-- PROVIDED RECORDS follows --

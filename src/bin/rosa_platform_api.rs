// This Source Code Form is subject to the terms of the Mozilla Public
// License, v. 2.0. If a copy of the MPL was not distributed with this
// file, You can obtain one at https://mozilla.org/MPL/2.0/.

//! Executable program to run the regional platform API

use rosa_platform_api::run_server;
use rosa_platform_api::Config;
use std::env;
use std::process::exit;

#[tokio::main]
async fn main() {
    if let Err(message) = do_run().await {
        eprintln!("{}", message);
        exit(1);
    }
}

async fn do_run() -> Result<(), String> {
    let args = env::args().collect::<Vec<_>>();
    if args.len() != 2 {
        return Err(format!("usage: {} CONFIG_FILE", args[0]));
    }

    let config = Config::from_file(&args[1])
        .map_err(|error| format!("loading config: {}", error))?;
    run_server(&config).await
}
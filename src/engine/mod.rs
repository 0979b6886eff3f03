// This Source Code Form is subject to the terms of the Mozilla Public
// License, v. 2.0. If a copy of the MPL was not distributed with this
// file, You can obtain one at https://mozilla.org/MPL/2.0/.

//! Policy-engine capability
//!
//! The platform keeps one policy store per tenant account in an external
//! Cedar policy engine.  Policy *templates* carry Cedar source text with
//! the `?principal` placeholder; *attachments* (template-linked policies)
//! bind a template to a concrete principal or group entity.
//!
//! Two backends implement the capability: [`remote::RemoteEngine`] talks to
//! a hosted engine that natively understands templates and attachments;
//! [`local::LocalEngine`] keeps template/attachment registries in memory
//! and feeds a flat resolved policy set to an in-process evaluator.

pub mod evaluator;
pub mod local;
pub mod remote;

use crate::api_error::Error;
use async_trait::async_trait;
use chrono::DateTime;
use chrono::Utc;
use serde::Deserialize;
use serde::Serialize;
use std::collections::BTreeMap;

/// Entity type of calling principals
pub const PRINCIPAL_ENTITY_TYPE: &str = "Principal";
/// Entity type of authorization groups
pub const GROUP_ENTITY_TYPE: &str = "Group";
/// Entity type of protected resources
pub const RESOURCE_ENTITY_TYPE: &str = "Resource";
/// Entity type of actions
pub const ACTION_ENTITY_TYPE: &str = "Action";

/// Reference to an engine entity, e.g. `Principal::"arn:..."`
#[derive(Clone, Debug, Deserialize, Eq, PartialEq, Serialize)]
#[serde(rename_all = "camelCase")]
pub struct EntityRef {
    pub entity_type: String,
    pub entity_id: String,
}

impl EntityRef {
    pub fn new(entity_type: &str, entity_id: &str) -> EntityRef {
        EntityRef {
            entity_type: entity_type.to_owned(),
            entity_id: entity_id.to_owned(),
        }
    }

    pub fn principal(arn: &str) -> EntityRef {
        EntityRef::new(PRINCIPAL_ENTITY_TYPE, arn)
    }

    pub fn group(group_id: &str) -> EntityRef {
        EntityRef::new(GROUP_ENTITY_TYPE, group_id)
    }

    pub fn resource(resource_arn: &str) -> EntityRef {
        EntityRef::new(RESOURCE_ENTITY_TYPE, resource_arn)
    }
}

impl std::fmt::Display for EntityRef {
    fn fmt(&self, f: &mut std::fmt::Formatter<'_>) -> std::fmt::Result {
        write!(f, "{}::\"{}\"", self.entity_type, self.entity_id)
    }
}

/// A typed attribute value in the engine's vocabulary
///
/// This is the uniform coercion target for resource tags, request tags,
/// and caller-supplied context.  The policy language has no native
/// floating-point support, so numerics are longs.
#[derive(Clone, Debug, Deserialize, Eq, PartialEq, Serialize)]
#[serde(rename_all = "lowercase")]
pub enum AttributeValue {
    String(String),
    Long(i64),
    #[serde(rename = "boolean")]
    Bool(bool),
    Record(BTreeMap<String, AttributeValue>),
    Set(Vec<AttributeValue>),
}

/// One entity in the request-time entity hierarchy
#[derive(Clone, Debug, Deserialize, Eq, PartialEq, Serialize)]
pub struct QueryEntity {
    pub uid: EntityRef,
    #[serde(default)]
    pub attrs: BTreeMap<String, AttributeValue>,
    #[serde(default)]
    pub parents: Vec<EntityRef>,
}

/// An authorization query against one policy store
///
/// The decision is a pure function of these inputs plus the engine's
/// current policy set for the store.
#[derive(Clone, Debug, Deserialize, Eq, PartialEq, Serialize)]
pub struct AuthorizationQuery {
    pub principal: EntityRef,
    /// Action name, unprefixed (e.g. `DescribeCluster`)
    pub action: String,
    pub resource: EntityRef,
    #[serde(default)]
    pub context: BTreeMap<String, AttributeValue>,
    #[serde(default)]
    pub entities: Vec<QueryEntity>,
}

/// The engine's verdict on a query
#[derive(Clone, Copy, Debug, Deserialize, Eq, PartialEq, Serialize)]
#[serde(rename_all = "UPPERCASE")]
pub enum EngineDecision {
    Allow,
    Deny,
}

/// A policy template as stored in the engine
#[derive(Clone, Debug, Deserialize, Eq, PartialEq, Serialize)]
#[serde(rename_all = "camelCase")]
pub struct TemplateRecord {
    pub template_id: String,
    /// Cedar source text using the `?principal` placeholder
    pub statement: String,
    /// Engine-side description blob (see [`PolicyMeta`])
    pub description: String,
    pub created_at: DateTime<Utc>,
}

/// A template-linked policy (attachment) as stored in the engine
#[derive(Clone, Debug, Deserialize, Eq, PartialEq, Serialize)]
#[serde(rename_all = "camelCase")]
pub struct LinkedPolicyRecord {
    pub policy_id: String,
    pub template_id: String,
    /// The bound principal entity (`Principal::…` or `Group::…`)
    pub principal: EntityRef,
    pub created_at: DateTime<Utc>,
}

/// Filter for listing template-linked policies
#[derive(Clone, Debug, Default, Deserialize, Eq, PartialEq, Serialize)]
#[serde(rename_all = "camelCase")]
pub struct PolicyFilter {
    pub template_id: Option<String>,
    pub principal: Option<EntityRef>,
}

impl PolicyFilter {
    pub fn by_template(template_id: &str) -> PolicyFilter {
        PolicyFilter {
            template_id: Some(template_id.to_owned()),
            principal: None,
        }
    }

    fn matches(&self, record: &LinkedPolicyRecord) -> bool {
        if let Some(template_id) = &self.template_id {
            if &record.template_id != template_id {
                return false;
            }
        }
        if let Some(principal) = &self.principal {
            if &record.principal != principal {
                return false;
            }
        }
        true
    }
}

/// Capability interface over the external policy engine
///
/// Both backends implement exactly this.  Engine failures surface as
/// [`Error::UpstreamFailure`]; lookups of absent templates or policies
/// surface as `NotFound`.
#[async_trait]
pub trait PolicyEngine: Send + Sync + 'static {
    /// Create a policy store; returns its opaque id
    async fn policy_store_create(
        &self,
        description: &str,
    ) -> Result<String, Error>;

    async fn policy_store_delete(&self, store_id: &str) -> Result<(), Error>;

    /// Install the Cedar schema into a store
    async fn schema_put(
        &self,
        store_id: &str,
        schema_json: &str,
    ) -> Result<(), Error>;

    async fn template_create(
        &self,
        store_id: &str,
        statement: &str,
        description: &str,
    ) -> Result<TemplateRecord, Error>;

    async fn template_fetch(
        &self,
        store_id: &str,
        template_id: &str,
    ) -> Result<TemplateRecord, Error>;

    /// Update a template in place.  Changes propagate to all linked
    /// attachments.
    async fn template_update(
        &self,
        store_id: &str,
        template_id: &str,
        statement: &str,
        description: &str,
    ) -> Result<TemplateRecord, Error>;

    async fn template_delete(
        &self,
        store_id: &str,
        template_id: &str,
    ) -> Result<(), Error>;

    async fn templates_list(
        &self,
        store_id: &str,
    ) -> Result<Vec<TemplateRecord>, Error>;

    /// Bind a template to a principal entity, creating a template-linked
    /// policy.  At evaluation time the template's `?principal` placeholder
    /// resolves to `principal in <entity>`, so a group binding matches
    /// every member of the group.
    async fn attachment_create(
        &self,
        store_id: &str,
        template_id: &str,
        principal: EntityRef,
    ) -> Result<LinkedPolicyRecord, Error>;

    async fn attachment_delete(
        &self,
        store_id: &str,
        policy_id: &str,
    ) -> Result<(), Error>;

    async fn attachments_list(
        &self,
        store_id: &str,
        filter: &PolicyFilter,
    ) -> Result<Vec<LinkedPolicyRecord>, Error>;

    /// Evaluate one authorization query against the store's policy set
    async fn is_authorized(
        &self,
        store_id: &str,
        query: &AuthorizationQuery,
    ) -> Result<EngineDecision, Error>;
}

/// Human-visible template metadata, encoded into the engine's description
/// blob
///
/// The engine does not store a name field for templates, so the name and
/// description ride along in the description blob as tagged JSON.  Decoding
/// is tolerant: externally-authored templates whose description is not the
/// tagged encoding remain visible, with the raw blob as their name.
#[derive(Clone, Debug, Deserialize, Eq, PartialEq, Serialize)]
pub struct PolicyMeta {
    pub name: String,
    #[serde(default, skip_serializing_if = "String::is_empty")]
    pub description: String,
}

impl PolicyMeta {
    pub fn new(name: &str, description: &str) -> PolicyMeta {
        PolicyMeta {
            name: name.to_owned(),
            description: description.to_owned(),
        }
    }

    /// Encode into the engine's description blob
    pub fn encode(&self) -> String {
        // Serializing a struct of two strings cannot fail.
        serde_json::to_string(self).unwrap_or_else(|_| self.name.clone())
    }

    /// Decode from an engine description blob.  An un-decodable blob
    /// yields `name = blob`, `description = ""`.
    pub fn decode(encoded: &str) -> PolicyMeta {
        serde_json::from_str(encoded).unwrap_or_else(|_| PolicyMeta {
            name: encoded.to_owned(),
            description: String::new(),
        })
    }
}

-- PROVIDED RECORDS concluded --
-- PROVIDED RECORDS follows --

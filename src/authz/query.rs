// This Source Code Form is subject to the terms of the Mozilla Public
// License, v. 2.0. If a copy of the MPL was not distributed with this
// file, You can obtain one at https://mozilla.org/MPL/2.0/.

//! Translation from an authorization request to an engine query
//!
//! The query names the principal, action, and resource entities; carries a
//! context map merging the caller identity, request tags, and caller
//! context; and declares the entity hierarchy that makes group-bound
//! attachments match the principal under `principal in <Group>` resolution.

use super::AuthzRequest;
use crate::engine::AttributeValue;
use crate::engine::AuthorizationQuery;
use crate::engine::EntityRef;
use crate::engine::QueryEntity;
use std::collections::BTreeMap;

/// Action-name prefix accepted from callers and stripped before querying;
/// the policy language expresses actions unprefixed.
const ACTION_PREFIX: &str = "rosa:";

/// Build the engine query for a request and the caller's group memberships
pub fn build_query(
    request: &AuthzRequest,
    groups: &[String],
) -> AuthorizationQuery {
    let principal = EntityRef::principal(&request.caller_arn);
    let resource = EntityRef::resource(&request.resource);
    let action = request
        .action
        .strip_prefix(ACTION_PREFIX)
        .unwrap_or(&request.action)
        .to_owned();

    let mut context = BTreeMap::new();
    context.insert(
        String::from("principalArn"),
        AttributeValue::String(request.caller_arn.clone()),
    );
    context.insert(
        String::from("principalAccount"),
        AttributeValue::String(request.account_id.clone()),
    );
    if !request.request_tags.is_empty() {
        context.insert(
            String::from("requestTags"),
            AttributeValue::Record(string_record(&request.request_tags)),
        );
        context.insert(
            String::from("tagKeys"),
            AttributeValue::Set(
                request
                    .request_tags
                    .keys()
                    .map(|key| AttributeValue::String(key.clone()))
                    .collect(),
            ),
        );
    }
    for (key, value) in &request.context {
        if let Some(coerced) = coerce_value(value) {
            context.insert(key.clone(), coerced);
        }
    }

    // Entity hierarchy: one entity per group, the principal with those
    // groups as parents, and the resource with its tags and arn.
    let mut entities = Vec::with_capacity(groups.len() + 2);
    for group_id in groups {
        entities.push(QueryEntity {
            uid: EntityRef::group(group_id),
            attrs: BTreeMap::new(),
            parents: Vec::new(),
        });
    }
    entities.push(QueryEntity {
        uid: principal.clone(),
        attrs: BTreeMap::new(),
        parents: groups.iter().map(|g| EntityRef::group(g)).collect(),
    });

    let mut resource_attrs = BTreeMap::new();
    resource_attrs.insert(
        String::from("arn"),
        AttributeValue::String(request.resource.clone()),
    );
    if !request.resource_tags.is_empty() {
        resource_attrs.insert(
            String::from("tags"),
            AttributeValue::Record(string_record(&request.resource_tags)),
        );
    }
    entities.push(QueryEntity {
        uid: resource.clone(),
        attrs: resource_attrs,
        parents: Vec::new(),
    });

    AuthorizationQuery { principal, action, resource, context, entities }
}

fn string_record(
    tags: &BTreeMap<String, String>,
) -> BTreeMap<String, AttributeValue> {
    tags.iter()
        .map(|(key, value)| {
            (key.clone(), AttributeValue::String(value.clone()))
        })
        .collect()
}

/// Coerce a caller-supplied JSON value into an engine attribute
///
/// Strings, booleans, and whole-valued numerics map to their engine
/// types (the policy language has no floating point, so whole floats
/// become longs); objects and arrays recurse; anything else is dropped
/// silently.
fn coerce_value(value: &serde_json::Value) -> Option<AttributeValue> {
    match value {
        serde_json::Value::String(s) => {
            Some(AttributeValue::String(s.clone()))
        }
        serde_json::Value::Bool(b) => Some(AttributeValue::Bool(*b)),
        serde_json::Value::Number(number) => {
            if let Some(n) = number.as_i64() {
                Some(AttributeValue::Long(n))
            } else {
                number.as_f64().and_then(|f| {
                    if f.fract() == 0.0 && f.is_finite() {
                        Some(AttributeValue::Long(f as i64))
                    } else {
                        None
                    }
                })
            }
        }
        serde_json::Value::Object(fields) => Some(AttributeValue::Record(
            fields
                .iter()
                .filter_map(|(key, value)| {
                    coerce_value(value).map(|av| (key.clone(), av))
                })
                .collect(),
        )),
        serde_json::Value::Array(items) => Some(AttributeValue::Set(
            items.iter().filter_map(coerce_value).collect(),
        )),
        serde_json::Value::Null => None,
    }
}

-- PROVIDED RECORDS concluded --

**DIRECTIONS FOR THIS TASK:** The expected output is exactly the lines of the listing above between the line holding "filename src/bin/rosa_platform_api.rs" and the line holding "use std::env;", inclusive.

**RESPONSE FOR THIS EXERCISE:**
filename src/bin/rosa_platform_api.rs
// This Source Code Form is subject to the terms of the Mozilla Public
// License, v. 2.0. If a copy of the MPL was not distributed with this
// file, You can obtain one at https://mozilla.org/MPL/2.0/.

//! Executable program to run the regional platform API

use rosa_platform_api::run_server;
use rosa_platform_api::Config;
use std::env;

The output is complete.